● What you should do
Each line that has the string "against" must be copied from the records below.

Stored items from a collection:
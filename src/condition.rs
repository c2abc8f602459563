//! Restricted condition expressions for workflow gating.
//!
//! Syntax: `${{ <expr> }}` where `<expr>` is built from
//! `jobs.<name>.status` and `env.<KEY>` references, single-quoted string
//! literals, `==`/`!=`, `and`/`or`/`not`, and parentheses. A dedicated
//! tokenizer and recursive-descent parser enforce the grammar; there is no
//! general-purpose expression evaluation. References that resolve to
//! nothing make their comparison false.

use std::collections::HashMap;

use thiserror::Error;

#[derive(Error, Debug, Clone, PartialEq)]
pub enum ConditionError {
    #[error("condition syntax error: {0}")]
    Syntax(String),
    #[error("unexpected end of condition expression")]
    UnexpectedEnd,
    #[error("unsupported reference '{0}' (expected jobs.<name>.status or env.<KEY>)")]
    BadReference(String),
}

#[derive(Debug, Clone, PartialEq)]
enum Token {
    LParen,
    RParen,
    Eq,
    Ne,
    And,
    Or,
    Not,
    Ident(String),
    Str(String),
}

fn tokenize(input: &str) -> Result<Vec<Token>, ConditionError> {
    let mut tokens = Vec::new();
    let mut chars = input.chars().peekable();

    while let Some(&c) = chars.peek() {
        match c {
            c if c.is_whitespace() => {
                chars.next();
            }
            '(' => {
                chars.next();
                tokens.push(Token::LParen);
            }
            ')' => {
                chars.next();
                tokens.push(Token::RParen);
            }
            '=' => {
                chars.next();
                if chars.next() != Some('=') {
                    return Err(ConditionError::Syntax("expected '=='".into()));
                }
                tokens.push(Token::Eq);
            }
            '!' => {
                chars.next();
                if chars.next() != Some('=') {
                    return Err(ConditionError::Syntax("expected '!='".into()));
                }
                tokens.push(Token::Ne);
            }
            '\'' => {
                chars.next();
                let mut literal = String::new();
                loop {
                    match chars.next() {
                        Some('\'') => break,
                        Some(ch) => literal.push(ch),
                        None => {
                            return Err(ConditionError::Syntax(
                                "unterminated string literal".into(),
                            ))
                        }
                    }
                }
                tokens.push(Token::Str(literal));
            }
            c if c.is_ascii_alphabetic() || c == '_' => {
                let mut ident = String::new();
                while let Some(&ch) = chars.peek() {
                    if ch.is_ascii_alphanumeric() || ch == '_' || ch == '.' || ch == '-' {
                        ident.push(ch);
                        chars.next();
                    } else {
                        break;
                    }
                }
                tokens.push(match ident.as_str() {
                    "and" => Token::And,
                    "or" => Token::Or,
                    "not" => Token::Not,
                    _ => Token::Ident(ident),
                });
            }
            other => {
                return Err(ConditionError::Syntax(format!(
                    "unexpected character '{}'",
                    other
                )))
            }
        }
    }
    Ok(tokens)
}

#[derive(Debug, Clone, PartialEq)]
enum Operand {
    /// `jobs.<name>.status`
    JobStatus(String),
    /// `env.<KEY>`
    Env(String),
    Literal(String),
}

#[derive(Debug, Clone, Copy, PartialEq)]
enum CmpOp {
    Eq,
    Ne,
}

#[derive(Debug, Clone, PartialEq)]
enum Expr {
    Or(Box<Expr>, Box<Expr>),
    And(Box<Expr>, Box<Expr>),
    Not(Box<Expr>),
    Cmp(Operand, CmpOp, Operand),
}

struct Parser {
    tokens: Vec<Token>,
    pos: usize,
}

impl Parser {
    fn new(tokens: Vec<Token>) -> Self {
        Self { tokens, pos: 0 }
    }

    fn peek(&self) -> Option<&Token> {
        self.tokens.get(self.pos)
    }

    fn next(&mut self) -> Option<Token> {
        let t = self.tokens.get(self.pos).cloned();
        if t.is_some() {
            self.pos += 1;
        }
        t
    }

    fn parse(mut self) -> Result<Expr, ConditionError> {
        let expr = self.or_expr()?;
        if let Some(tok) = self.peek() {
            return Err(ConditionError::Syntax(format!(
                "trailing input at token {:?}",
                tok
            )));
        }
        Ok(expr)
    }

    fn or_expr(&mut self) -> Result<Expr, ConditionError> {
        let mut left = self.and_expr()?;
        while self.peek() == Some(&Token::Or) {
            self.next();
            let right = self.and_expr()?;
            left = Expr::Or(Box::new(left), Box::new(right));
        }
        Ok(left)
    }

    fn and_expr(&mut self) -> Result<Expr, ConditionError> {
        let mut left = self.unary()?;
        while self.peek() == Some(&Token::And) {
            self.next();
            let right = self.unary()?;
            left = Expr::And(Box::new(left), Box::new(right));
        }
        Ok(left)
    }

    fn unary(&mut self) -> Result<Expr, ConditionError> {
        if self.peek() == Some(&Token::Not) {
            self.next();
            return Ok(Expr::Not(Box::new(self.unary()?)));
        }
        self.primary()
    }

    fn primary(&mut self) -> Result<Expr, ConditionError> {
        if self.peek() == Some(&Token::LParen) {
            self.next();
            let expr = self.or_expr()?;
            match self.next() {
                Some(Token::RParen) => return Ok(expr),
                _ => return Err(ConditionError::Syntax("expected ')'".into())),
            }
        }
        self.comparison()
    }

    fn comparison(&mut self) -> Result<Expr, ConditionError> {
        let lhs = self.operand()?;
        let op = match self.next() {
            Some(Token::Eq) => CmpOp::Eq,
            Some(Token::Ne) => CmpOp::Ne,
            Some(tok) => {
                return Err(ConditionError::Syntax(format!(
                    "expected '==' or '!=', found {:?}",
                    tok
                )))
            }
            None => return Err(ConditionError::UnexpectedEnd),
        };
        let rhs = self.operand()?;
        Ok(Expr::Cmp(lhs, op, rhs))
    }

    fn operand(&mut self) -> Result<Operand, ConditionError> {
        match self.next() {
            Some(Token::Str(s)) => Ok(Operand::Literal(s)),
            Some(Token::Ident(ident)) => {
                let parts: Vec<&str> = ident.split('.').collect();
                match parts.as_slice() {
                    ["jobs", name, "status"] if !name.is_empty() => {
                        Ok(Operand::JobStatus(name.to_string()))
                    }
                    ["env", key] if !key.is_empty() => Ok(Operand::Env(key.to_string())),
                    _ => Err(ConditionError::BadReference(ident)),
                }
            }
            Some(tok) => Err(ConditionError::Syntax(format!(
                "expected reference or string literal, found {:?}",
                tok
            ))),
            None => Err(ConditionError::UnexpectedEnd),
        }
    }
}

/// Strip the `${{ ... }}` wrapper if present.
fn inner_expression(condition: &str) -> &str {
    let trimmed = condition.trim();
    if let Some(rest) = trimmed.strip_prefix("${{") {
        if let Some(inner) = rest.strip_suffix("}}") {
            return inner.trim();
        }
    }
    trimmed
}

/// Validate condition syntax without evaluating. Used at spec load time.
pub fn validate_condition(condition: &str) -> Result<(), ConditionError> {
    let trimmed = condition.trim();
    if !(trimmed.starts_with("${{") && trimmed.ends_with("}}")) {
        return Err(ConditionError::Syntax(
            "condition must be wrapped in ${{ ... }}".into(),
        ));
    }
    let tokens = tokenize(inner_expression(condition))?;
    Parser::new(tokens).parse().map(|_| ())
}

/// Evaluates parsed conditions against job statuses and workflow env.
pub struct ConditionEvaluator {
    job_statuses: HashMap<String, String>,
    env: HashMap<String, String>,
}

impl ConditionEvaluator {
    pub fn new(job_statuses: HashMap<String, String>, env: HashMap<String, String>) -> Self {
        Self { job_statuses, env }
    }

    /// Evaluate a condition. Missing references make their comparison
    /// false rather than erroring, so a gate on an unknown job never fires.
    pub fn evaluate(&self, condition: &str) -> Result<bool, ConditionError> {
        let tokens = tokenize(inner_expression(condition))?;
        let expr = Parser::new(tokens).parse()?;
        Ok(self.eval(&expr))
    }

    fn eval(&self, expr: &Expr) -> bool {
        match expr {
            Expr::Or(l, r) => self.eval(l) || self.eval(r),
            Expr::And(l, r) => self.eval(l) && self.eval(r),
            Expr::Not(inner) => !self.eval(inner),
            Expr::Cmp(lhs, op, rhs) => {
                let (Some(left), Some(right)) = (self.resolve(lhs), self.resolve(rhs)) else {
                    return false;
                };
                match op {
                    CmpOp::Eq => left == right,
                    CmpOp::Ne => left != right,
                }
            }
        }
    }

    fn resolve(&self, operand: &Operand) -> Option<String> {
        match operand {
            Operand::Literal(s) => Some(s.clone()),
            Operand::JobStatus(name) => self.job_statuses.get(name).cloned(),
            Operand::Env(key) => self.env.get(key).cloned(),
        }
    }
}

#[cfg(test)]
mod tests {
    use super::*;

    fn evaluator() -> ConditionEvaluator {
        let mut jobs = HashMap::new();
        jobs.insert("build".to_string(), "success".to_string());
        jobs.insert("test".to_string(), "failed".to_string());
        let mut env = HashMap::new();
        env.insert("DEPLOY_ENV".to_string(), "prod".to_string());
        ConditionEvaluator::new(jobs, env)
    }

    #[test]
    fn job_status_equality() {
        let ev = evaluator();
        assert!(ev.evaluate("${{ jobs.build.status == 'success' }}").unwrap());
        assert!(!ev.evaluate("${{ jobs.build.status == 'failed' }}").unwrap());
        assert!(ev.evaluate("${{ jobs.test.status != 'success' }}").unwrap());
    }

    #[test]
    fn env_reference() {
        let ev = evaluator();
        assert!(ev.evaluate("${{ env.DEPLOY_ENV == 'prod' }}").unwrap());
        assert!(!ev.evaluate("${{ env.DEPLOY_ENV == 'staging' }}").unwrap());
    }

    #[test]
    fn boolean_operators() {
        let ev = evaluator();
        assert!(ev
            .evaluate("${{ jobs.build.status == 'success' and env.DEPLOY_ENV == 'prod' }}")
            .unwrap());
        assert!(ev
            .evaluate("${{ jobs.test.status == 'success' or env.DEPLOY_ENV == 'prod' }}")
            .unwrap());
        assert!(ev
            .evaluate("${{ not jobs.build.status == 'failed' }}")
            .unwrap());
    }

    #[test]
    fn precedence_and_parens() {
        let ev = evaluator();
        // and binds tighter than or
        assert!(ev
            .evaluate(
                "${{ jobs.build.status == 'success' or jobs.test.status == 'success' and env.DEPLOY_ENV == 'staging' }}"
            )
            .unwrap());
        // parens flip it
        assert!(!ev
            .evaluate(
                "${{ (jobs.build.status == 'success' or jobs.test.status == 'success') and env.DEPLOY_ENV == 'staging' }}"
            )
            .unwrap());
    }

    #[test]
    fn missing_references_are_false() {
        let ev = evaluator();
        assert!(!ev.evaluate("${{ jobs.ghost.status == 'success' }}").unwrap());
        assert!(!ev.evaluate("${{ jobs.ghost.status != 'success' }}").unwrap());
        assert!(!ev.evaluate("${{ env.MISSING == '' }}").unwrap());
        // But an or-branch can still rescue the expression
        assert!(ev
            .evaluate("${{ jobs.ghost.status == 'x' or jobs.build.status == 'success' }}")
            .unwrap());
    }

    #[test]
    fn literal_comparison() {
        let ev = evaluator();
        assert!(ev.evaluate("${{ 'a' == 'a' }}").unwrap());
        assert!(ev.evaluate("${{ 'a' != 'b' }}").unwrap());
    }

    #[test]
    fn rejects_arbitrary_expressions() {
        assert!(validate_condition("${{ __import__('os').system('id') }}").is_err());
        assert!(validate_condition("${{ jobs.build.status = 'success' }}").is_err());
        assert!(validate_condition("${{ system.exit }}").is_err());
        assert!(validate_condition("${{ jobs.build.result == 'ok' }}").is_err());
        assert!(validate_condition("${{ 1 + 1 }}").is_err());
    }

    #[test]
    fn validation_requires_wrapper() {
        assert!(validate_condition("jobs.build.status == 'success'").is_err());
        assert!(validate_condition("${{ jobs.build.status == 'success' }}").is_ok());
    }

    #[test]
    fn rejects_malformed_syntax() {
        assert!(validate_condition("${{ jobs.build.status == }}").is_err());
        assert!(validate_condition("${{ == 'x' }}").is_err());
        assert!(validate_condition("${{ jobs.build.status == 'unterminated }}").is_err());
        assert!(validate_condition("${{ (jobs.build.status == 'x' }}").is_err());
        assert!(validate_condition("${{ jobs.build.status == 'x' trailing }}").is_err());
    }

    #[test]
    fn evaluate_without_wrapper_parses_inner() {
        let ev = evaluator();
        assert!(ev.evaluate("jobs.build.status == 'success'").unwrap());
    }
}
//! Service container orchestration for workflow jobs.
//!
//! Each workflow job with services gets a dedicated network
//! (`orcaops-wf-<workflow_id>-<job_name>`); service containers attach to
//! it with their alias, are health-gated before the job starts, and are
//! torn down with the network after the job reaches a terminal state.
//! Teardown errors are logged and never alter the job's status.

use std::collections::{BTreeMap, HashMap};
use std::sync::Arc;
use std::time::Duration;

use tokio::time::Instant;
use tracing::{info, warn};

use crate::backend::{with_retries, BackendError, ContainerBackend, CreateOptions};
use crate::error::{OrcaError, Result};
use crate::workflow_schema::ServiceDefinition;

/// Wall-clock bound for one service to become healthy.
const HEALTH_TIMEOUT: Duration = Duration::from_secs(30);

/// Initial backoff between health probes; doubles per attempt.
const HEALTH_BACKOFF: Duration = Duration::from_millis(250);

/// Handle to the services started for one workflow job.
#[derive(Debug, Clone)]
pub struct StartedServices {
    pub network: String,
    /// alias -> container id
    pub containers: HashMap<String, String>,
    /// `{ALIAS}_HOST` / `{ALIAS}_PORT` injections for the job.
    pub env: HashMap<String, String>,
}

/// Starts and tears down service containers through the backend.
pub struct ServiceManager {
    backend: Arc<dyn ContainerBackend>,
}

impl ServiceManager {
    pub fn new(backend: Arc<dyn ContainerBackend>) -> Self {
        Self { backend }
    }

    /// Network name for a workflow job's services.
    pub fn network_name(workflow_id: &str, job_name: &str) -> String {
        format!("orcaops-wf-{}-{}", workflow_id, job_name)
    }

    /// Start every service, gate on health, and return the handle. On any
    /// failure the partial set is torn down before the error surfaces.
    pub async fn start(
        &self,
        workflow_id: &str,
        job_name: &str,
        services: &BTreeMap<String, ServiceDefinition>,
    ) -> Result<StartedServices> {
        let network = Self::network_name(workflow_id, job_name);
        self.backend
            .create_network(&network)
            .await
            .map_err(OrcaError::Backend)?;

        let mut started = StartedServices {
            network: network.clone(),
            containers: HashMap::new(),
            env: HashMap::new(),
        };

        for (alias, definition) in services {
            match self.start_one(workflow_id, job_name, alias, definition, &network).await {
                Ok(container_id) => {
                    let container_name = service_container_name(workflow_id, job_name, alias);
                    let prefix = env_prefix(alias);
                    started.env.insert(format!("{}_HOST", prefix), container_name);
                    if let Some(port) = definition.port {
                        started.env.insert(format!("{}_PORT", prefix), port.to_string());
                    }
                    started.containers.insert(alias.clone(), container_id);
                }
                Err(e) => {
                    warn!(alias, error = %e, "service startup failed, tearing down");
                    self.stop(&started).await;
                    return Err(e);
                }
            }
        }

        for (alias, definition) in services {
            let Some(container_id) = started.containers.get(alias) else {
                continue;
            };
            if let Err(e) = self.wait_healthy(container_id, alias, definition).await {
                warn!(alias, error = %e, "service failed its health gate, tearing down");
                self.stop(&started).await;
                return Err(e);
            }
        }

        info!(network = %started.network, services = started.containers.len(), "services ready");
        Ok(started)
    }

    async fn start_one(
        &self,
        workflow_id: &str,
        job_name: &str,
        alias: &str,
        definition: &ServiceDefinition,
        network: &str,
    ) -> Result<String> {
        with_retries("service pull", || self.backend.pull(&definition.image)).await?;

        let mut labels = HashMap::new();
        labels.insert("orcaops.workflow_id".to_string(), workflow_id.to_string());
        labels.insert("orcaops.service".to_string(), alias.to_string());

        let opts = CreateOptions {
            image: definition.image.clone(),
            command: Vec::new(),
            env: definition.env.clone(),
            name: Some(service_container_name(workflow_id, job_name, alias)),
            network: None,
            security_opts: Vec::new(),
            cpu_limit: None,
            memory_limit_mb: None,
            labels,
        };
        let container_id = with_retries("service create", || self.backend.create(&opts)).await?;

        self.backend
            .connect(
                &container_id,
                network,
                &[
                    alias.to_string(),
                    service_container_name(workflow_id, job_name, alias),
                ],
            )
            .await?;
        self.backend.start(&container_id).await?;
        Ok(container_id)
    }

    /// Exponential-backoff probe until the health command passes, the port
    /// answers, or the wall-clock bound expires. Services without either
    /// gate count as healthy once running.
    async fn wait_healthy(
        &self,
        container_id: &str,
        alias: &str,
        definition: &ServiceDefinition,
    ) -> Result<()> {
        let probe: String = match (&definition.health_check, definition.port) {
            (Some(command), _) => command.clone(),
            (None, Some(port)) => format!("nc -z 127.0.0.1 {}", port),
            (None, None) => return Ok(()),
        };

        let deadline = Instant::now() + HEALTH_TIMEOUT;
        let mut backoff = HEALTH_BACKOFF;
        let mut last_failure = String::new();

        loop {
            match self
                .backend
                .exec(
                    container_id,
                    &["/bin/sh".to_string(), "-c".to_string(), probe.clone()],
                )
                .await
            {
                Ok(out) if out.exit_code == 0 => {
                    info!(alias, "service healthy");
                    return Ok(());
                }
                Ok(out) => {
                    last_failure = format!("exit {}: {}", out.exit_code, out.stderr.trim());
                }
                Err(e) => last_failure = e.to_string(),
            }

            if Instant::now() + backoff > deadline {
                return Err(OrcaError::Backend(BackendError::Other(format!(
                    "service '{}' failed health gate within {:?}: {}",
                    alias, HEALTH_TIMEOUT, last_failure
                ))));
            }
            tokio::time::sleep(backoff).await;
            backoff = (backoff * 2).min(Duration::from_secs(5));
        }
    }

    /// Remove all service containers, then the network. Best-effort.
    pub async fn stop(&self, services: &StartedServices) {
        for (alias, container_id) in &services.containers {
            if let Err(e) = self.backend.remove(container_id, true).await {
                warn!(alias, error = %e, "failed to remove service container");
            }
        }
        if let Err(e) = self.backend.remove_network(&services.network).await {
            warn!(network = %services.network, error = %e, "failed to remove service network");
        }
    }
}

fn service_container_name(workflow_id: &str, job_name: &str, alias: &str) -> String {
    format!("orcaops-wf-{}-{}-{}", workflow_id, job_name, alias)
}

/// `postgres-main` -> `POSTGRES_MAIN`
fn env_prefix(alias: &str) -> String {
    alias
        .chars()
        .map(|c| {
            if c.is_ascii_alphanumeric() {
                c.to_ascii_uppercase()
            } else {
                '_'
            }
        })
        .collect()
}
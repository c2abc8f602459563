//! Anomaly detection against per-fingerprint baselines.
//!
//! Detection runs on completed jobs once a baseline has at least
//! `MIN_SAMPLES` observations. Detected anomalies are attached to the
//! terminating run record and appended to a date-partitioned JSONL stream.

use std::fs;
use std::io::Write;
use std::path::PathBuf;

use chrono::{DateTime, Local, Utc};
use parking_lot::Mutex;
use serde::{Deserialize, Serialize};
use tracing::warn;

use crate::baseline::Baseline;
use crate::schemas::{JobStatus, RunRecord};

/// Baseline observations required before any detection fires.
pub const MIN_SAMPLES: u64 = 3;

#[derive(Debug, Clone, Copy, PartialEq, Eq, Serialize, Deserialize)]
#[serde(rename_all = "snake_case")]
pub enum AnomalyType {
    Duration,
    Memory,
    Flaky,
    SuccessRateDegradation,
}

#[derive(Debug, Clone, Copy, PartialEq, Eq, Serialize, Deserialize)]
#[serde(rename_all = "snake_case")]
pub enum AnomalySeverity {
    Warning,
    Critical,
}

/// Compact anomaly attached to a `RunRecord`.
#[derive(Debug, Clone, Serialize, Deserialize)]
pub struct Anomaly {
    pub anomaly_type: AnomalyType,
    pub severity: AnomalySeverity,
    pub expected: String,
    pub actual: String,
    pub message: String,
}

/// Full anomaly record persisted to the anomaly stream.
#[derive(Debug, Clone, Serialize, Deserialize)]
pub struct AnomalyRecord {
    pub anomaly_id: String,
    pub job_id: String,
    /// Fingerprint of the baseline this anomaly was measured against.
    pub baseline_key: String,
    pub anomaly_type: AnomalyType,
    pub severity: AnomalySeverity,
    pub description: String,
    pub expected: String,
    pub actual: String,
    #[serde(default)]
    pub z_score: Option<f64>,
    #[serde(default)]
    pub deviation_percent: Option<f64>,
    pub detected_at: DateTime<Utc>,
    #[serde(default)]
    pub acknowledged: bool,
}

impl AnomalyRecord {
    /// Compact form for embedding in the run record.
    pub fn to_anomaly(&self) -> Anomaly {
        Anomaly {
            anomaly_type: self.anomaly_type,
            severity: self.severity,
            expected: self.expected.clone(),
            actual: self.actual.clone(),
            message: self.description.clone(),
        }
    }
}

fn new_anomaly_id() -> String {
    format!("anom_{}", &uuid::Uuid::new_v4().simple().to_string()[..12])
}

/// Stateless detector comparing one completed run against its baseline.
#[derive(Debug, Default)]
pub struct AnomalyDetector;

impl AnomalyDetector {
    pub fn new() -> Self {
        Self
    }

    /// Run every check. Empty until the baseline has `MIN_SAMPLES` runs.
    pub fn detect(&self, record: &RunRecord, baseline: &Baseline) -> Vec<AnomalyRecord> {
        let mut found = Vec::new();
        if baseline.samples < MIN_SAMPLES {
            return found;
        }

        if let Some(a) = self.check_duration(record, baseline) {
            found.push(a);
        }
        if let Some(a) = self.check_memory(record, baseline) {
            found.push(a);
        }
        if let Some(a) = self.check_flaky(record, baseline) {
            found.push(a);
        }
        if let Some(a) = self.check_success_rate(record, baseline) {
            found.push(a);
        }
        found
    }

    /// Duration deviation. Prefers a z-score when the baseline carries a
    /// usable stddev (|z| > 2 warning, |z| > 3 critical); otherwise falls
    /// back to the EMA ratio (>2x warning, >3x critical).
    fn check_duration(&self, record: &RunRecord, baseline: &Baseline) -> Option<AnomalyRecord> {
        if record.status != JobStatus::Success {
            return None;
        }
        let duration = record.duration_seconds();
        if duration <= 0.0 || baseline.duration_ema <= 0.0 {
            return None;
        }

        let (triggered, critical, z) = if baseline.duration_stddev > f64::EPSILON {
            let z = (duration - baseline.duration_ema) / baseline.duration_stddev;
            (z.abs() > 2.0, z.abs() > 3.0, Some(z))
        } else {
            let ratio = duration / baseline.duration_ema;
            (ratio > 2.0, ratio > 3.0, None)
        };
        if !triggered {
            return None;
        }

        let severity = if critical {
            AnomalySeverity::Critical
        } else {
            AnomalySeverity::Warning
        };
        let deviation =
            (duration - baseline.duration_ema) / baseline.duration_ema * 100.0;

        Some(AnomalyRecord {
            anomaly_id: new_anomaly_id(),
            job_id: record.job_id.clone(),
            baseline_key: record.fingerprint.clone(),
            anomaly_type: AnomalyType::Duration,
            severity,
            description: format!(
                "duration {:.1}s is {:.1}x the baseline ({:.1}s)",
                duration,
                duration / baseline.duration_ema,
                baseline.duration_ema
            ),
            expected: format!("{:.1}s", baseline.duration_ema),
            actual: format!("{:.1}s", duration),
            z_score: z.map(|v| (v * 100.0).round() / 100.0),
            deviation_percent: Some((deviation * 10.0).round() / 10.0),
            detected_at: Utc::now(),
            acknowledged: false,
        })
    }

    /// Memory peak above 1.5x the historical max warns, above 2x is critical.
    fn check_memory(&self, record: &RunRecord, baseline: &Baseline) -> Option<AnomalyRecord> {
        let usage = record.resource_usage.as_ref()?;
        if usage.memory_peak_mb <= 0.0 || baseline.memory_max_mb <= 0.0 {
            return None;
        }
        let ratio = usage.memory_peak_mb / baseline.memory_max_mb;
        if ratio <= 1.5 {
            return None;
        }
        let severity = if ratio > 2.0 {
            AnomalySeverity::Critical
        } else {
            AnomalySeverity::Warning
        };

        Some(AnomalyRecord {
            anomaly_id: new_anomaly_id(),
            job_id: record.job_id.clone(),
            baseline_key: record.fingerprint.clone(),
            anomaly_type: AnomalyType::Memory,
            severity,
            description: format!(
                "memory peak {:.0}MB is {:.1}x the baseline max ({:.0}MB)",
                usage.memory_peak_mb, ratio, baseline.memory_max_mb
            ),
            expected: format!("{:.0}MB", baseline.memory_max_mb),
            actual: format!("{:.0}MB", usage.memory_peak_mb),
            z_score: None,
            deviation_percent: Some(((ratio - 1.0) * 1000.0).round() / 10.0),
            detected_at: Utc::now(),
            acknowledged: false,
        })
    }

    /// Intermittent failure pattern: 10+ runs with success rate in [0.3, 0.9).
    fn check_flaky(&self, record: &RunRecord, baseline: &Baseline) -> Option<AnomalyRecord> {
        let total = baseline.success_count + baseline.failure_count;
        if total < 10 {
            return None;
        }
        let rate = baseline.success_rate();
        if !(0.3..0.9).contains(&rate) {
            return None;
        }

        Some(AnomalyRecord {
            anomaly_id: new_anomaly_id(),
            job_id: record.job_id.clone(),
            baseline_key: record.fingerprint.clone(),
            anomaly_type: AnomalyType::Flaky,
            severity: AnomalySeverity::Warning,
            description: format!(
                "success rate {:.0}% over {} runs indicates intermittent failures",
                rate * 100.0,
                total
            ),
            expected: ">=90% success rate".into(),
            actual: format!("{:.0}%", rate * 100.0),
            z_score: None,
            deviation_percent: None,
            detected_at: Utc::now(),
            acknowledged: false,
        })
    }

    /// Success rate below 0.8 with 5+ samples.
    fn check_success_rate(&self, record: &RunRecord, baseline: &Baseline) -> Option<AnomalyRecord> {
        let total = baseline.success_count + baseline.failure_count;
        if total < 5 {
            return None;
        }
        let rate = baseline.success_rate();
        if rate >= 0.8 {
            return None;
        }

        Some(AnomalyRecord {
            anomaly_id: new_anomaly_id(),
            job_id: record.job_id.clone(),
            baseline_key: record.fingerprint.clone(),
            anomaly_type: AnomalyType::SuccessRateDegradation,
            severity: AnomalySeverity::Critical,
            description: format!(
                "success rate has dropped to {:.0}% over {} runs",
                rate * 100.0,
                total
            ),
            expected: ">=80% success rate".into(),
            actual: format!("{:.0}%", rate * 100.0),
            z_score: None,
            deviation_percent: None,
            detected_at: Utc::now(),
            acknowledged: false,
        })
    }
}

/// Append-only JSONL store partitioned by local date.
pub struct AnomalyStore {
    dir: PathBuf,
    lock: Mutex<()>,
}

impl AnomalyStore {
    pub fn new(dir: impl Into<PathBuf>) -> Self {
        Self {
            dir: dir.into(),
            lock: Mutex::new(()),
        }
    }

    /// Append one anomaly; the whole line goes out in a single write.
    pub fn store(&self, record: &AnomalyRecord) {
        let _guard = self.lock.lock();
        let date = record.detected_at.with_timezone(&Local).format("%Y-%m-%d");
        let path = self.dir.join(format!("{}.jsonl", date));
        let line = match serde_json::to_string(record) {
            Ok(s) => s,
            Err(e) => {
                warn!(error = %e, "failed to serialize anomaly record");
                return;
            }
        };
        if let Err(e) = fs::create_dir_all(&self.dir).and_then(|_| {
            fs::OpenOptions::new()
                .create(true)
                .append(true)
                .open(&path)
                .and_then(|mut f| f.write_all(format!("{}\n", line).as_bytes()))
        }) {
            warn!(error = %e, path = %path.display(), "failed to append anomaly record");
        }
    }

    /// Scan all files, newest date first.
    pub fn query(
        &self,
        anomaly_type: Option<AnomalyType>,
        severity: Option<AnomalySeverity>,
        job_id: Option<&str>,
        limit: usize,
        offset: usize,
    ) -> (Vec<AnomalyRecord>, usize) {
        let mut records = self.scan_all();
        if let Some(t) = anomaly_type {
            records.retain(|r| r.anomaly_type == t);
        }
        if let Some(s) = severity {
            records.retain(|r| r.severity == s);
        }
        if let Some(id) = job_id {
            records.retain(|r| r.job_id == id);
        }
        records.sort_by(|a, b| b.detected_at.cmp(&a.detected_at));
        let total = records.len();
        let page = records.into_iter().skip(offset).take(limit).collect();
        (page, total)
    }

    fn scan_all(&self) -> Vec<AnomalyRecord> {
        let mut records = Vec::new();
        let entries = match fs::read_dir(&self.dir) {
            Ok(e) => e,
            Err(_) => return records,
        };
        for entry in entries.flatten() {
            let path = entry.path();
            if path.extension().and_then(|e| e.to_str()) != Some("jsonl") {
                continue;
            }
            let Ok(contents) = fs::read_to_string(&path) else {
                continue;
            };
            for line in contents.lines().filter(|l| !l.trim().is_empty()) {
                if let Ok(record) = serde_json::from_str::<AnomalyRecord>(line) {
                    records.push(record);
                }
            }
        }
        records
    }
}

● Solution to this problem
/// Evaluates parsed conditions against job statuses and workflow env.
//! Anomaly detection against per-fingerprint baselines.
    /// Fingerprint of the baseline this anomaly was measured against.
/// Stateless detector comparing one completed run against its baseline.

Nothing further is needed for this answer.